§ Data section
────
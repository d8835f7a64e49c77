//! Property-based tests for contribution refunds.

use std::sync::Arc;

use fiscalhost_shared::types::{AccountId, Currency, Money, OrderId};
use proptest::prelude::*;
use rust_decimal::Decimal;
use serde_json::Value;

use super::engine::RefundEngine;
use crate::currency::CurrencyService;
use crate::events::EventBus;
use crate::fees::FeeConfig;
use crate::ledger::{
    ContributionPayload, LedgerService, LedgerStore, PlatformAccounts, TransactionKind, balance_of,
};
use crate::memory::{InMemoryLedgerStore, StaticFxRates};
use crate::orders::Host;

fn host_fee_percent() -> impl Strategy<Value = Decimal> {
    (0i64..=1_500i64).prop_map(|v| Decimal::new(v, 2))
}

/// Gross, tip, processor fee, and the part of the fee the processor returns.
fn contribution() -> impl Strategy<Value = (i64, i64, i64, i64)> {
    (1_000i64..10_000_000i64)
        .prop_flat_map(|gross| (Just(gross), 0..=gross / 4, 0..=gross / 10))
        .prop_flat_map(|(gross, tip, fee)| (Just(gross), Just(tip), Just(fee), 0..=fee))
}

fn runtime() -> tokio::runtime::Runtime {
    tokio::runtime::Builder::new_current_thread()
        .enable_all()
        .build()
        .unwrap()
}

proptest! {
    #![proptest_config(ProptestConfig::with_cases(64))]

    /// A full refund returns the collective and the contributor to zero,
    /// leaves the processor with the fee it kept and the host paying for it.
    #[test]
    fn prop_full_refund_restores_balances(
        (gross, tip, fee, returned) in contribution(),
        percent in host_fee_percent(),
        direct in any::<bool>(),
    ) {
        runtime().block_on(async {
            let store = Arc::new(InMemoryLedgerStore::new());
            let bus = EventBus::new();
            let accounts = PlatformAccounts { platform: AccountId::new(), processor: AccountId::new() };
            let ledger = LedgerService::new(
                store.clone(),
                CurrencyService::new(Arc::new(StaticFxRates::new())),
                FeeConfig { default_host_fee_percent: percent, ..FeeConfig::default() },
                accounts,
                bus.clone(),
            );
            let engine = RefundEngine::new(store.clone(), bus);
            let host = Host::new(AccountId::new(), Currency::Usd);
            let payload = ContributionPayload {
                platform_tip: tip,
                processor_fee: Some(Money::new(fee, Currency::Usd)),
                platform_is_direct_recipient: direct,
                ..ContributionPayload::new(
                    OrderId::new(),
                    AccountId::new(),
                    AccountId::new(),
                    host.clone(),
                    Money::new(gross, Currency::Usd),
                )
            };
            let (contributor, collective) = (payload.contributor, payload.collective);

            let recorded = ledger.create_from_contribution_payload(payload).await.unwrap();
            let contribution = recorded.pair(TransactionKind::Contribution).unwrap().credit.clone();
            let outcome = engine
                .create_refund_transaction(&contribution, returned, Value::Null, None)
                .await
                .unwrap();

            let refund_legs = store.find_by_group(outcome.group).await.unwrap();
            prop_assert_eq!(refund_legs.iter().map(|l| l.amount).sum::<i64>(), 0);
            prop_assert_eq!(refund_legs.iter().map(|l| l.amount_in_host_currency).sum::<i64>(), 0);

            let legs = store.transactions().await;
            let kept = fee - returned;
            prop_assert_eq!(balance_of(collective, &legs), 0);
            prop_assert_eq!(balance_of(contributor, &legs), 0);
            prop_assert_eq!(balance_of(accounts.processor, &legs), kept);
            prop_assert_eq!(balance_of(host.account_id, &legs), -kept);
            prop_assert_eq!(balance_of(accounts.platform, &legs), 0);
            Ok(())
        })?;
    }
}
────
§ Exercise directions
Emit an exact copy of the lines spanning the start of the records to the line containing "use crate::events::EventBus;", inclusive, and no other output.

§ Response
repository d8835f7a64e49c77
//! Property-based tests for contribution refunds.

use std::sync::Arc;

use fiscalhost_shared::types::{AccountId, Currency, Money, OrderId};
use proptest::prelude::*;
use rust_decimal::Decimal;
use serde_json::Value;

use super::engine::RefundEngine;
use crate::currency::CurrencyService;
use crate::events::EventBus;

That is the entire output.